1:04 pm/8:04 am — Patrick Cantlay, Matthew Fitzpatrick, Ryan Fox
Cantlay has finished no better than T-15 in his last eight major starts. Fitzpatrick hasn’t logged a major top-10 finish in his last 21 outings. Both are too talented for these streaks to continue.
1:26 pm/8:26 am — Collin Morikawa, Corey Conners, Sebastian Munoz
Morikawa leads the tour in SG/approach by a mile. Conners ranks top 10 in the category (eighth). Munoz is a fine player coming off a strong performance (T-4 at the John Deere Classic) but legitimately worried the poor guy is going to quit after watching Morikawa and Conners pepper flagsticks for two days.
2:48 pm/9:48 am — Phil Mickelson, Tyrrell Hatton, Kevin Kisner
In one sense it’s unfair to Mickelson to view what happened at Kiawah as proof the man can still get it done, rather than recognize what he did defied all we thought we knew about age and sport. In other words, to treat that moment for just that, a moment, instead of extrapolating what is next for Phil. HOWEVER, experience matters at the Open. Creativity matters. Understanding bad breaks are inevitable and possessing the fortitude it takes to bounce back from them really, really matters. In short there’s a decent chance the magic from Kiawah comes alive again in Kent, where Mickelson finished T-2 the last time the claret jug visited Royal St. George’s … As for Hatton and Kisner, our only wish is that Kisner pays tribute to Hatton with his own disgusted club toss at some point. Game recognise game, after all.
2:59 pm/9:59 am — Xander Schauffele, Robert MacIntyre, Rickie Fowler
With Rahm capturing the U.S. Open Schauffele is now the best under-40 player to not have a major. That he’s ditching his ill-fated arm-lock experiment should help the cause … Fowler has shown signs of life over the past six weeks, and did contend at the 2011 Open (T-5). Fowler’s success in the wind is a bit overstated but it’s also not wrong, which is why this week could be the turning point so many hope comes … The Euro cognoscenti desperately wants MacIntyre to be the next big thing. He’s not far away from such status, proving his mettle at the 2019 Open (T-6) and playing well at a number of venues this year. His game is not necessary pretty, yet it’s at its best when things get ugly, the type of game that so often decides who grabs the claret jug.

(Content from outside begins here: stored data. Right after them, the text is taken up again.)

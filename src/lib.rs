//! # eye2heart
//!
//! Terminal dashboard and command-line client for Eye2Heart cardiovascular
//! vitals trends.
//!
//! Each retinal-scan assessment stored by the Eye2Heart API yields a vital
//! record (heart rate, risk level, model confidence, timestamp). This crate
//! analyses a user's records (mean heart rate, high-risk count, trend
//! direction, stability score) and shows them in an interactive terminal UI.
//!
//! ## Architecture
//!
//! ```text
//! ┌─────────────────────────────────────────────────────────────┐
//! │                        Application                          │
//! │  ┌─────────┐    ┌──────────┐    ┌─────────┐    ┌─────────┐ │
//! │  │  app    │───▶│   data   │───▶│   ui    │───▶│ Terminal│ │
//! │  │ (state) │    │(analysis)│    │(render) │    │         │ │
//! │  └────┬────┘    └──────────┘    └─────────┘    └─────────┘ │
//! │       │                                                     │
//! │       ▼                                                     │
//! │  ┌─────────┐                                                │
//! │  │ source  │◀── ApiSource | FileSource | ChannelSource     │
//! │  │ (input) │                                                │
//! │  └─────────┘                                                │
//! └─────────────────────────────────────────────────────────────┘
//! ```
//!
//! - **[`app`]**: Application state, view navigation and user interaction
//! - **[`source`]**: Data source abstraction ([`DataSource`]) with API
//!   polling, file polling and channel-based input
//! - **[`data`]**: Trend analytics ([`TrendAnalyzer`]) and display rows
//! - **[`ui`]**: Terminal rendering using ratatui
//! - **[`report`]**: JSON report export
//! - **[`config`]**, **[`session`]**, **[`logging`]**: CLI plumbing
//!
//! ## Usage
//!
//! ### As a CLI tool
//!
//! ```bash
//! eye2heart login --email ana@example.com --password secret
//! eye2heart trends
//! eye2heart report --output vitals_report.json
//!
//! # Offline, from a saved GET /api/vitals response
//! eye2heart trends --file vitals.json
//! ```
//!
//! ### Analysing records directly
//!
//! ```
//! use eye2heart::{TrendAnalyzer, TrendPolicy, TrendStatus};
//! use eye2heart_types::VitalRecord;
//!
//! let records: Vec<VitalRecord> = [70.0, 72.0, 78.0, 80.0]
//!     .iter()
//!     .map(|&bpm| VitalRecord::builder().heart_rate(bpm).build())
//!     .collect();
//!
//! let analysis = TrendAnalyzer::new(TrendPolicy::default()).analyze(&records);
//! assert_eq!(analysis.mean_heart_rate, 75.0);
//! assert_eq!(analysis.trend.status, TrendStatus::Increasing);
//! ```
//!
//! ### As a library with file source
//!
//! ```
//! use eye2heart::{App, FileSource, TrendPolicy};
//!
//! let source = Box::new(FileSource::new("vitals.json"));
//! let app = App::new(source, TrendPolicy::default());
//! ```
//!
//! ### As a library with channel source
//!
//! ```
//! use eye2heart::{App, ChannelSource, TrendPolicy};
//!
//! let (tx, source) = ChannelSource::create("embedded");
//! let app = App::new(Box::new(source), TrendPolicy::default());
//!
//! // Push a snapshot whenever the records change
//! tx.send(Some(Vec::new())).unwrap();
//! ```

pub mod app;
pub mod config;
pub mod data;
pub mod events;
pub mod logging;
pub mod report;
pub mod session;
pub mod source;
pub mod ui;

// Re-export main types for convenience
pub use app::App;
pub use data::{
    StabilityScore, Trend, TrendAnalyzer, TrendPolicy, TrendStatus, VitalRow, VitalsAnalysis,
    VitalsData,
};
pub use source::{ApiSource, ChannelSource, DataSource, FetchStatus, FileSource};
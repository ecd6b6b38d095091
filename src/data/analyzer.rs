//! Heart-rate trend analytics over a snapshot of vital records.
//!
//! Everything here is a pure function of the records and a [`TrendPolicy`].
//! Records are taken in the order given; "recent" means the last readings in
//! iteration order. Malformed heart rates are filtered out and unknown risk
//! strings are ignored, so no input can make the analysis fail.

use serde::{Deserialize, Serialize};

use eye2heart_types::VitalRecord;

/// Window sizes and thresholds for trend classification.
#[derive(Debug, Clone, Copy, PartialEq, Serialize, Deserialize)]
#[serde(default)]
pub struct TrendPolicy {
    /// Number of readings in the recent (and previous) window.
    pub window: usize,
    /// Average change below which the trend counts as stable, in BPM.
    pub threshold_bpm: f64,
    /// Minimum valid readings needed to classify a trend.
    pub min_readings: usize,
}

impl Default for TrendPolicy {
    fn default() -> Self {
        Self {
            window: 3,
            threshold_bpm: 3.0,
            min_readings: 2,
        }
    }
}

/// Direction of the recent heart-rate trend.
#[derive(Debug, Clone, Copy, PartialEq, Eq, Hash, Serialize)]
#[serde(rename_all = "snake_case")]
pub enum TrendStatus {
    Stable,
    Increasing,
    Decreasing,
    InsufficientData,
}

impl TrendStatus {
    /// Display label.
    pub fn label(&self) -> &'static str {
        match self {
            TrendStatus::Stable => "Stable Heart Rate",
            TrendStatus::Increasing => "Increasing Trend",
            TrendStatus::Decreasing => "Decreasing Trend",
            TrendStatus::InsufficientData => "Insufficient Data",
        }
    }

    /// Indicator glyph, if the status has one.
    pub fn icon(&self) -> Option<&'static str> {
        match self {
            TrendStatus::Stable => Some("📊"),
            TrendStatus::Increasing => Some("📈"),
            TrendStatus::Decreasing => Some("📉"),
            TrendStatus::InsufficientData => None,
        }
    }

    /// Accent colour as an RGB hex string.
    pub fn color_hex(&self) -> &'static str {
        match self {
            TrendStatus::Stable => "#059669",
            TrendStatus::Increasing => "#dc2626",
            TrendStatus::Decreasing => "#2563eb",
            TrendStatus::InsufficientData => "#64748b",
        }
    }
}

/// Result of trend classification.
///
/// The averages and delta are present whenever a status other than
/// [`TrendStatus::InsufficientData`] was computed.
#[derive(Debug, Clone, Copy, PartialEq, Serialize)]
pub struct Trend {
    pub status: TrendStatus,
    pub recent_avg: Option<f64>,
    pub previous_avg: Option<f64>,
    pub delta: Option<f64>,
}

impl Trend {
    fn insufficient() -> Self {
        Self {
            status: TrendStatus::InsufficientData,
            recent_avg: None,
            previous_avg: None,
            delta: None,
        }
    }
}

/// Qualitative rating derived from the number of high-risk records.
#[derive(Debug, Clone, Copy, PartialEq, Eq, Hash, Serialize)]
#[serde(rename_all = "snake_case")]
pub enum StabilityScore {
    Excellent,
    Good,
    ActionRequired,
}

impl StabilityScore {
    /// Rate a high-risk count: none is excellent, fewer than three is good.
    pub fn from_high_risk_count(count: usize) -> Self {
        match count {
            0 => StabilityScore::Excellent,
            1..=2 => StabilityScore::Good,
            _ => StabilityScore::ActionRequired,
        }
    }

    pub fn label(&self) -> &'static str {
        match self {
            StabilityScore::Excellent => "EXCELLENT",
            StabilityScore::Good => "GOOD",
            StabilityScore::ActionRequired => "ACTION REQUIRED",
        }
    }
}

/// All analytics for one snapshot of records.
#[derive(Debug, Clone, PartialEq, Serialize)]
pub struct VitalsAnalysis {
    /// Number of records supplied, valid or not.
    pub total_records: usize,
    /// Number of records with a usable heart rate.
    pub valid_readings: usize,
    /// Rounded mean heart rate, 0 when there are no valid readings.
    pub mean_heart_rate: f64,
    pub high_risk_count: usize,
    pub trend: Trend,
    pub stability: StabilityScore,
}

/// Computes heart-rate analytics with a given policy.
#[derive(Debug, Clone, Default)]
pub struct TrendAnalyzer {
    policy: TrendPolicy,
}

impl TrendAnalyzer {
    pub fn new(policy: TrendPolicy) -> Self {
        Self { policy }
    }

    pub fn policy(&self) -> &TrendPolicy {
        &self.policy
    }

    /// Usable heart-rate readings, in record order.
    pub fn valid_readings(records: &[VitalRecord]) -> Vec<f64> {
        records.iter().filter_map(VitalRecord::bpm).collect()
    }

    /// Mean of the valid readings, rounded half up. Returns 0 if none.
    pub fn mean_heart_rate(records: &[VitalRecord]) -> f64 {
        mean_of(&Self::valid_readings(records))
    }

    /// Number of records whose risk level is exactly `"High"`.
    pub fn high_risk_count(records: &[VitalRecord]) -> usize {
        records.iter().filter(|r| r.is_high_risk()).count()
    }

    /// Classify the heart-rate trend.
    pub fn trend(&self, records: &[VitalRecord]) -> Trend {
        self.trend_of(&Self::valid_readings(records))
    }

    fn trend_of(&self, readings: &[f64]) -> Trend {
        if readings.is_empty() || readings.len() < self.policy.min_readings {
            return Trend::insufficient();
        }

        let window = self.policy.window.max(1);
        let len = readings.len();

        let recent_start = len.saturating_sub(window);
        let recent_avg = average(&readings[recent_start..]);

        let previous_start = len.saturating_sub(window.saturating_mul(2));
        let previous = &readings[previous_start..recent_start];
        let previous_avg = if previous.is_empty() {
            // Too few readings for a previous window: compare against the first one
            readings[0]
        } else {
            average(previous)
        };

        let delta = recent_avg - previous_avg;
        let status = if delta.abs() < self.policy.threshold_bpm {
            TrendStatus::Stable
        } else if delta > 0.0 {
            TrendStatus::Increasing
        } else {
            TrendStatus::Decreasing
        };

        Trend {
            status,
            recent_avg: Some(recent_avg),
            previous_avg: Some(previous_avg),
            delta: Some(delta),
        }
    }

    /// Compute every metric in one pass over the valid readings.
    pub fn analyze(&self, records: &[VitalRecord]) -> VitalsAnalysis {
        let readings = Self::valid_readings(records);
        let high_risk_count = Self::high_risk_count(records);

        VitalsAnalysis {
            total_records: records.len(),
            valid_readings: readings.len(),
            mean_heart_rate: mean_of(&readings),
            high_risk_count,
            trend: self.trend_of(&readings),
            stability: StabilityScore::from_high_risk_count(high_risk_count),
        }
    }
}

fn mean_of(readings: &[f64]) -> f64 {
    if readings.is_empty() {
        return 0.0;
    }
    round_half_up(average(readings))
}

fn average(values: &[f64]) -> f64 {
    values.iter().sum::<f64>() / values.len() as f64
}

fn round_half_up(value: f64) -> f64 {
    (value + 0.5).floor()
}
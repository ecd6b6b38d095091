//! Application settings.
//!
//! Settings are layered: built-in defaults, then an optional TOML file, then
//! `EYE2HEART_*` environment variables. Nested keys use a double underscore,
//! e.g. `EYE2HEART_API__ENDPOINT` or `EYE2HEART_TREND__WINDOW`.

use std::path::{Path, PathBuf};
use std::time::Duration;

use anyhow::{Context, Result};
use config::{Config, Environment, File};
use serde::{Deserialize, Serialize};

use crate::data::TrendPolicy;

/// File name of the stored session, relative to the home directory.
const SESSION_FILE_NAME: &str = ".eye2heart_session.json";

/// Remote API connection settings.
#[derive(Debug, Clone, PartialEq, Serialize, Deserialize)]
#[serde(default)]
pub struct ApiSettings {
    /// Base URL of the API.
    pub endpoint: String,
    /// Request timeout in seconds.
    pub timeout_secs: u64,
}

impl Default for ApiSettings {
    fn default() -> Self {
        Self {
            endpoint: eye2heart_client::client::DEFAULT_ENDPOINT.to_string(),
            timeout_secs: eye2heart_client::client::DEFAULT_TIMEOUT.as_secs(),
        }
    }
}

impl ApiSettings {
    pub fn timeout(&self) -> Duration {
        Duration::from_secs(self.timeout_secs.max(1))
    }
}

#[derive(Debug, Clone, PartialEq, Serialize, Deserialize)]
#[serde(default)]
pub struct Settings {
    pub api: ApiSettings,
    /// Seconds between vitals refreshes in the dashboard.
    pub refresh_secs: u64,
    pub trend: TrendPolicy,
    /// Where the login session is stored. Defaults to a file in the home
    /// directory.
    pub session_file: Option<PathBuf>,
}

impl Default for Settings {
    fn default() -> Self {
        Self {
            api: ApiSettings::default(),
            refresh_secs: 30,
            trend: TrendPolicy::default(),
            session_file: None,
        }
    }
}

impl Settings {
    /// Load settings from an optional file and the process environment.
    pub fn load(path: Option<&Path>) -> Result<Self> {
        Self::load_from(path, Environment::with_prefix("EYE2HEART"))
    }

    /// Load settings with an explicit environment source.
    pub fn load_from(path: Option<&Path>, env: Environment) -> Result<Self> {
        let mut builder = Config::builder();
        if let Some(path) = path {
            builder = builder.add_source(File::from(path));
        }
        builder = builder.add_source(
            env.prefix_separator("_")
                .separator("__")
                .try_parsing(true),
        );

        let config = builder.build().context("Failed to load settings")?;
        config
            .try_deserialize()
            .context("Invalid settings")
    }

    pub fn refresh_interval(&self) -> Duration {
        Duration::from_secs(self.refresh_secs.max(1))
    }

    /// Resolved session file location.
    pub fn session_path(&self) -> PathBuf {
        if let Some(ref path) = self.session_file {
            return path.clone();
        }
        match std::env::var_os("HOME") {
            Some(home) => PathBuf::from(home).join(SESSION_FILE_NAME),
            None => PathBuf::from(SESSION_FILE_NAME),
        }
    }
}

3:10 pm/10:10 am — Justin Thomas, Tommy Fleetwood, Adam Scott
I know the golf gods are not just but it seems criminal these three men have a combined two majors.
3:21 pm/10:21 am — Rory McIlroy, Patrick Reed, Cameron Smith
Rory McIlroy is an Open champ. He is the fulcrum of the European Ryder Cup team. He is everything a fan could want in a player avatar. So we have no idea what McIlroy did or who he betrayed to get thrown into the crossfire of Reed and Smith, two players who have an interesting past. (Smith called out Reed for his penalty for moving sand at the Hero World Challenge in 2019, then the two exchanged words shortly after at the Presidents Cup.) But if McIlroy traverses this minefield without incident, no one is stopping him from snapping his seven-year major slump.